● **ASSIGNED TASK**: Below are some entries. Repeat exactly the lines from the one with "assert_eq!(trace.len(), successes *" through the one with "let second = seq.try_run(Operation::FlameUp, &mut", and only those.

Stored data:
★ ★ ★ ★ ★ ★ ★
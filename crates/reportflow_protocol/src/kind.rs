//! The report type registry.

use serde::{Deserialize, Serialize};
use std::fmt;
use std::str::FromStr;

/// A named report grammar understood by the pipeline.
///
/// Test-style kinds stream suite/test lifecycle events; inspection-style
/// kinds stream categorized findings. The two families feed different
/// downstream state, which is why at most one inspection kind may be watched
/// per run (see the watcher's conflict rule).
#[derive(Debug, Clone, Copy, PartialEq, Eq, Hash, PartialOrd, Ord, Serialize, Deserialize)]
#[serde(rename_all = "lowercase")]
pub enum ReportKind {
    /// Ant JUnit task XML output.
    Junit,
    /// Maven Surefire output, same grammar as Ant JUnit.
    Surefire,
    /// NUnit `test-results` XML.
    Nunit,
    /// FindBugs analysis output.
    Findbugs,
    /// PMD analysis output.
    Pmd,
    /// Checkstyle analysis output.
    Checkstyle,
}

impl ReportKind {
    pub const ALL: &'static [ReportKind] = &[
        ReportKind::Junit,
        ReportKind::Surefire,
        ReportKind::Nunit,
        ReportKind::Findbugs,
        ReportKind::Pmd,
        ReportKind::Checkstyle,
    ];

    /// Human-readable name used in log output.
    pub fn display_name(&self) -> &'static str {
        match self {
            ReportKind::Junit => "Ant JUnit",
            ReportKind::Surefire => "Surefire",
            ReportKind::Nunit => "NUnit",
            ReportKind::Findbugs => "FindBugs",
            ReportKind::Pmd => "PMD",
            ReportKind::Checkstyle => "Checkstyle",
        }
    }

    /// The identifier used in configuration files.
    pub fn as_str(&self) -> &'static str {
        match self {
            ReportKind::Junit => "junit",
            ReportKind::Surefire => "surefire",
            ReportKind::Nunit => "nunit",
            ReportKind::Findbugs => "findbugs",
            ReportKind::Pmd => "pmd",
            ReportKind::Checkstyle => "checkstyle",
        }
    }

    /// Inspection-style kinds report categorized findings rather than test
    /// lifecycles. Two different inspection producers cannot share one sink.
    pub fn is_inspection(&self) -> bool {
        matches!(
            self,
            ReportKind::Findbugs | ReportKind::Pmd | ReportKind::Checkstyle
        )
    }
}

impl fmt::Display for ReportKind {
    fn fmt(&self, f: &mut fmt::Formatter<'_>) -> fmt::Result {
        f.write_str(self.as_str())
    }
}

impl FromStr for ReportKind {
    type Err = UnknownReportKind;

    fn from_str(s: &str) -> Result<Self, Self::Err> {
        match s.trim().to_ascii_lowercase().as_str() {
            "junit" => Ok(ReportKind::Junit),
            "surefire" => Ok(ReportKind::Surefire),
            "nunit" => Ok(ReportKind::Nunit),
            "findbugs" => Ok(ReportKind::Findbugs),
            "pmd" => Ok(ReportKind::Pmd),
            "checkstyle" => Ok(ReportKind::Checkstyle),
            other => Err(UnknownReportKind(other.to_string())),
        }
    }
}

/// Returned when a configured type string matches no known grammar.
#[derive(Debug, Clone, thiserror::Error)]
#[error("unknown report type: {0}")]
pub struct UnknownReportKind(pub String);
★ ★ ★ ★ ★ ★ ★
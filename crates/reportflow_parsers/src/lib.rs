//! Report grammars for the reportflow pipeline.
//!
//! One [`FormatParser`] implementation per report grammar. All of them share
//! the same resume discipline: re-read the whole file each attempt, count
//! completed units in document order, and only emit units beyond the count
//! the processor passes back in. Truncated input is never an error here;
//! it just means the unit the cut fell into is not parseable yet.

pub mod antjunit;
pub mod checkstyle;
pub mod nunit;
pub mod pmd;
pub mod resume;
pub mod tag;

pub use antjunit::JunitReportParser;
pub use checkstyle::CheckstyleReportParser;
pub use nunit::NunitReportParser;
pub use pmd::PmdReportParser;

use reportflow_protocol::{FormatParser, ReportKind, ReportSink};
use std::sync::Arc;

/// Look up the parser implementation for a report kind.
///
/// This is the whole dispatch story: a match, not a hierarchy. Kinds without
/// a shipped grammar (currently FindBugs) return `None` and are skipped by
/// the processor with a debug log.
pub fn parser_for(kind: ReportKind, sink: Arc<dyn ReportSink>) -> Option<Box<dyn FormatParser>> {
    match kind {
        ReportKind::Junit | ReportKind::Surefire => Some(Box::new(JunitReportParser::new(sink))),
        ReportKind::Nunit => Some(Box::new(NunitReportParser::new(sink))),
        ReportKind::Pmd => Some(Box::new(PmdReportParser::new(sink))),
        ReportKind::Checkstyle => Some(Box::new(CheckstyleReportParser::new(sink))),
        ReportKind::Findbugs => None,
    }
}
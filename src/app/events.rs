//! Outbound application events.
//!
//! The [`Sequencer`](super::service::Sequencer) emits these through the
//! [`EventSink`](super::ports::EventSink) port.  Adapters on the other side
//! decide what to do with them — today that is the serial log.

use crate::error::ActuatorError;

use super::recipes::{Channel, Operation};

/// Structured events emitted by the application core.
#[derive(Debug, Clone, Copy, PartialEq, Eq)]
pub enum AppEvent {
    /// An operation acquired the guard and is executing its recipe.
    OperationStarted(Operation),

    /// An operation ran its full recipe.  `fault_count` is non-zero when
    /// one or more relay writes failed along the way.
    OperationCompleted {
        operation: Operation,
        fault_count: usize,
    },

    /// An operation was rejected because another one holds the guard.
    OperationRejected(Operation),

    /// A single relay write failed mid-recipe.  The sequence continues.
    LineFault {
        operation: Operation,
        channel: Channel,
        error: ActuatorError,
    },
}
★ ★ ★ ★ ★ ★ ★
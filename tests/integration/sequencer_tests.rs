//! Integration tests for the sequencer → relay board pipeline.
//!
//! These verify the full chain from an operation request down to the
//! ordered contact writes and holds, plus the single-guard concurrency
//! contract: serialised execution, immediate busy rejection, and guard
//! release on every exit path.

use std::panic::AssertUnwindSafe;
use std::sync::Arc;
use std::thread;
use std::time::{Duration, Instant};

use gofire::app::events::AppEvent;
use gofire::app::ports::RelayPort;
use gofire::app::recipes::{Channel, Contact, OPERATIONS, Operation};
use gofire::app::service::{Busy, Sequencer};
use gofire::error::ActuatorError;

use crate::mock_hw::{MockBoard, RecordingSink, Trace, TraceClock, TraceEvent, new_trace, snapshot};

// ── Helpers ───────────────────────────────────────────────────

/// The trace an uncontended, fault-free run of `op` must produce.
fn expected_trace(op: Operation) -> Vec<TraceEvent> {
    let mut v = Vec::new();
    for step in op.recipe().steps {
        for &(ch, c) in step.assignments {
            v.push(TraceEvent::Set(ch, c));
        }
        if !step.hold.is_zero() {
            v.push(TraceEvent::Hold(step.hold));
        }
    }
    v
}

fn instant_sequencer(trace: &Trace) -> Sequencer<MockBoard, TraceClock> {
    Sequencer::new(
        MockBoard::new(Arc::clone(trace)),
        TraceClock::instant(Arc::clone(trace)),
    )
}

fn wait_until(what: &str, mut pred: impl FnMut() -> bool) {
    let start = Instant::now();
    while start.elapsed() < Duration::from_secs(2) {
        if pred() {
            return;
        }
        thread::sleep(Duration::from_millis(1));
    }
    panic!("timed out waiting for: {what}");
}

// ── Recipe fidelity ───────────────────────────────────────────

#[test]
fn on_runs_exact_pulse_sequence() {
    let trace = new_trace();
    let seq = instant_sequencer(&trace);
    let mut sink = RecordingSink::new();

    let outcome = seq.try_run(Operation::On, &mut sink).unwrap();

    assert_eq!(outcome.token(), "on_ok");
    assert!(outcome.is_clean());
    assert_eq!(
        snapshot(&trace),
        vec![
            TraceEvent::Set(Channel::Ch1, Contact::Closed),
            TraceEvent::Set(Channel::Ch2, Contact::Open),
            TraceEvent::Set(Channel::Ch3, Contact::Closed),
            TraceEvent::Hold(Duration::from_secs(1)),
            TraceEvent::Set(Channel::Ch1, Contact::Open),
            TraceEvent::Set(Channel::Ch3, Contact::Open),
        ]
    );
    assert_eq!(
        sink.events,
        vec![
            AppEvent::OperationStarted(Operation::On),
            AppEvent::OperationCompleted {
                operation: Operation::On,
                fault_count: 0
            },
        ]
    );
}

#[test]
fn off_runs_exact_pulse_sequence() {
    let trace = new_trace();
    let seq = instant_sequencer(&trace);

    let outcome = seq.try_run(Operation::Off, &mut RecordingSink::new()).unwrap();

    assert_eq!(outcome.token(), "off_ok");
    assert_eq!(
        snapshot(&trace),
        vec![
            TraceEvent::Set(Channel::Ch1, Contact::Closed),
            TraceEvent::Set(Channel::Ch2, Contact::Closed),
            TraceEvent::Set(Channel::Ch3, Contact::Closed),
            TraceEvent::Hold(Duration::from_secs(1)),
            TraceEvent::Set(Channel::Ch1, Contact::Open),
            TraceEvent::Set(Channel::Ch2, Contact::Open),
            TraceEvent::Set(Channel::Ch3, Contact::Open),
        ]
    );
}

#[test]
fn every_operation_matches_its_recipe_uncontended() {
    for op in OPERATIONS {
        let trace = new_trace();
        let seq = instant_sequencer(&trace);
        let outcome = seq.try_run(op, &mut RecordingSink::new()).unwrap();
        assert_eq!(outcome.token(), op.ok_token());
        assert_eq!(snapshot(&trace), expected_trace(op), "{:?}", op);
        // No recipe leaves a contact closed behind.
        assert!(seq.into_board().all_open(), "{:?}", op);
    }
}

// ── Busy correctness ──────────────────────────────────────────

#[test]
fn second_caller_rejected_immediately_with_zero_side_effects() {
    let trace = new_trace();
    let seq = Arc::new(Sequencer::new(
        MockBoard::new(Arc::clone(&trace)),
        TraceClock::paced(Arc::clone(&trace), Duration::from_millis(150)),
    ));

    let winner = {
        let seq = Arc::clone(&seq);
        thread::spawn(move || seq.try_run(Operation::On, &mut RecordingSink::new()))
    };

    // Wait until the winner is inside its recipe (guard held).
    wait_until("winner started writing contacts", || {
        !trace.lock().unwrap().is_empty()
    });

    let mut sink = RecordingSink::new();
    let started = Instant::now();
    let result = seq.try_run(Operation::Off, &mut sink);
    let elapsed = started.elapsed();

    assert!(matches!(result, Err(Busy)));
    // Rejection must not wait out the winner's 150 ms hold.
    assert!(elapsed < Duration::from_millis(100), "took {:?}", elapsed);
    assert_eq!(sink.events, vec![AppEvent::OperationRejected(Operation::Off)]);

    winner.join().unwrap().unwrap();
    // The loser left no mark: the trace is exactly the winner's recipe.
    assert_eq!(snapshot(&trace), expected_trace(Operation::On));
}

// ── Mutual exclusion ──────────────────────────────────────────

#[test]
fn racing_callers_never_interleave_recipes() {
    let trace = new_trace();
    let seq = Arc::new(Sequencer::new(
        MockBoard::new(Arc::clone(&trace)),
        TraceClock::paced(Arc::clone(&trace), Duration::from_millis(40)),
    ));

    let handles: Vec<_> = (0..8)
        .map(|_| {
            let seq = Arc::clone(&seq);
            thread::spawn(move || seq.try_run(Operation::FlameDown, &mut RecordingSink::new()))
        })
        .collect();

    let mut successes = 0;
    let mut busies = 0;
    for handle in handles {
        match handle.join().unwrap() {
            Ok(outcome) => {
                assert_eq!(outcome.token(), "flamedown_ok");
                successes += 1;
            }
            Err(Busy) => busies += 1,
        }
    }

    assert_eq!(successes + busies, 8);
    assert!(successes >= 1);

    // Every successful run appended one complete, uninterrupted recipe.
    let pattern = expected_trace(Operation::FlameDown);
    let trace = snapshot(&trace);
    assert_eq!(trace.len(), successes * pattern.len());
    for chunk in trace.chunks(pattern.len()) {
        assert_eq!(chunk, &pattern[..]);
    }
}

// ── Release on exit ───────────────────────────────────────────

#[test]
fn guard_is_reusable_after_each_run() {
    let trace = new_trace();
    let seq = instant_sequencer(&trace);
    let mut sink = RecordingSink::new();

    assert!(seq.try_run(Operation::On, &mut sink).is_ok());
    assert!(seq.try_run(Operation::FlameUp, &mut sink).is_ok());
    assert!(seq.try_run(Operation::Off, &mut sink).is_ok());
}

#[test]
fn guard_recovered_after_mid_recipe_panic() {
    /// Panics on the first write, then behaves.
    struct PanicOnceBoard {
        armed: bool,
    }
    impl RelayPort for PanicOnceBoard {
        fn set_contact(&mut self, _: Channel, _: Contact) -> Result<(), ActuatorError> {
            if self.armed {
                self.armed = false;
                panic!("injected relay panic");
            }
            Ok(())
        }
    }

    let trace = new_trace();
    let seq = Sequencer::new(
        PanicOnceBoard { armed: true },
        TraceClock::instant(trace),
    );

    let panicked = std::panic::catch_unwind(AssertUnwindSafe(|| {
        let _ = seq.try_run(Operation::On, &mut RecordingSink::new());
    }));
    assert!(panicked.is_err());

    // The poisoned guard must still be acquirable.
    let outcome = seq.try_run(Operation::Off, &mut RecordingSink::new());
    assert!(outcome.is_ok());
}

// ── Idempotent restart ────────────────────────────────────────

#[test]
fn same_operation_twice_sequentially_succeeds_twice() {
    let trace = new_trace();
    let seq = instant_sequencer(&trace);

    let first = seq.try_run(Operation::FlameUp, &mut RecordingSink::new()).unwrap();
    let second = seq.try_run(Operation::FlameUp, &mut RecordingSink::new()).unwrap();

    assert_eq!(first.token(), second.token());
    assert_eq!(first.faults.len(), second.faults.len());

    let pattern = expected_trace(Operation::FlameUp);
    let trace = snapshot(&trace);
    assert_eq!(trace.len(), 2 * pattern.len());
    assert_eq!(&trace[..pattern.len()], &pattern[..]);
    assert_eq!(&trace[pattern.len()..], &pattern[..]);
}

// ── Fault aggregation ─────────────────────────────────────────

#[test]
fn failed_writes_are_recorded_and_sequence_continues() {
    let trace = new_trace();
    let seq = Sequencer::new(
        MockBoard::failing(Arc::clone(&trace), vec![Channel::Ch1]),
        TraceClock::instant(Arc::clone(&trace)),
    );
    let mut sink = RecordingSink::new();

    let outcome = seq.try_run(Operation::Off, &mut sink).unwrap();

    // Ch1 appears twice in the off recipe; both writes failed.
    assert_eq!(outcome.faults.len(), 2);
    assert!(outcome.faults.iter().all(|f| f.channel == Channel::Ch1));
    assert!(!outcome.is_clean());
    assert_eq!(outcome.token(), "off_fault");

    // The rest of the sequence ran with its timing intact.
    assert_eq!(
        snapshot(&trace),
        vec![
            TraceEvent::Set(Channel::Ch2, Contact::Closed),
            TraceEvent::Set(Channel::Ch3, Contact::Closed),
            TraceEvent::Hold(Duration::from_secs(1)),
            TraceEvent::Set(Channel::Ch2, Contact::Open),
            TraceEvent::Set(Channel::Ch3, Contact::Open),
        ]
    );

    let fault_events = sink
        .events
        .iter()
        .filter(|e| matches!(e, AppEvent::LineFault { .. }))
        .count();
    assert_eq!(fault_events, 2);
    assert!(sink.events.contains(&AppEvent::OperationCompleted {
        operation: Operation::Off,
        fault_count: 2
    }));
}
★ ★ ★ ★ ★ ★ ★
● **COMPLETED TASK**:
    assert_eq!(trace.len(), successes * pattern.len());
    for chunk in trace.chunks(pattern.len()) {
        assert_eq!(chunk, &pattern[..]);
    }
}

// ── Release on exit ───────────────────────────────────────────

#[test]
fn guard_is_reusable_after_each_run() {
    let trace = new_trace();
    let seq = instant_sequencer(&trace);
    let mut sink = RecordingSink::new();

    assert!(seq.try_run(Operation::On, &mut sink).is_ok());
    assert!(seq.try_run(Operation::FlameUp, &mut sink).is_ok());
    assert!(seq.try_run(Operation::Off, &mut sink).is_ok());
}

#[test]
fn guard_recovered_after_mid_recipe_panic() {
    /// Panics on the first write, then behaves.
    struct PanicOnceBoard {
        armed: bool,
    }
    impl RelayPort for PanicOnceBoard {
        fn set_contact(&mut self, _: Channel, _: Contact) -> Result<(), ActuatorError> {
            if self.armed {
                self.armed = false;
                panic!("injected relay panic");
            }
            Ok(())
        }
    }

    let trace = new_trace();
    let seq = Sequencer::new(
        PanicOnceBoard { armed: true },
        TraceClock::instant(trace),
    );

    let panicked = std::panic::catch_unwind(AssertUnwindSafe(|| {
        let _ = seq.try_run(Operation::On, &mut RecordingSink::new());
    }));
    assert!(panicked.is_err());

    // The poisoned guard must still be acquirable.
    let outcome = seq.try_run(Operation::Off, &mut RecordingSink::new());
    assert!(outcome.is_ok());
}

// ── Idempotent restart ────────────────────────────────────────

#[test]
fn same_operation_twice_sequentially_succeeds_twice() {
    let trace = new_trace();
    let seq = instant_sequencer(&trace);

    let first = seq.try_run(Operation::FlameUp, &mut RecordingSink::new()).unwrap();
    let second = seq.try_run(Operation::FlameUp, &mut RecordingSink::new()).unwrap();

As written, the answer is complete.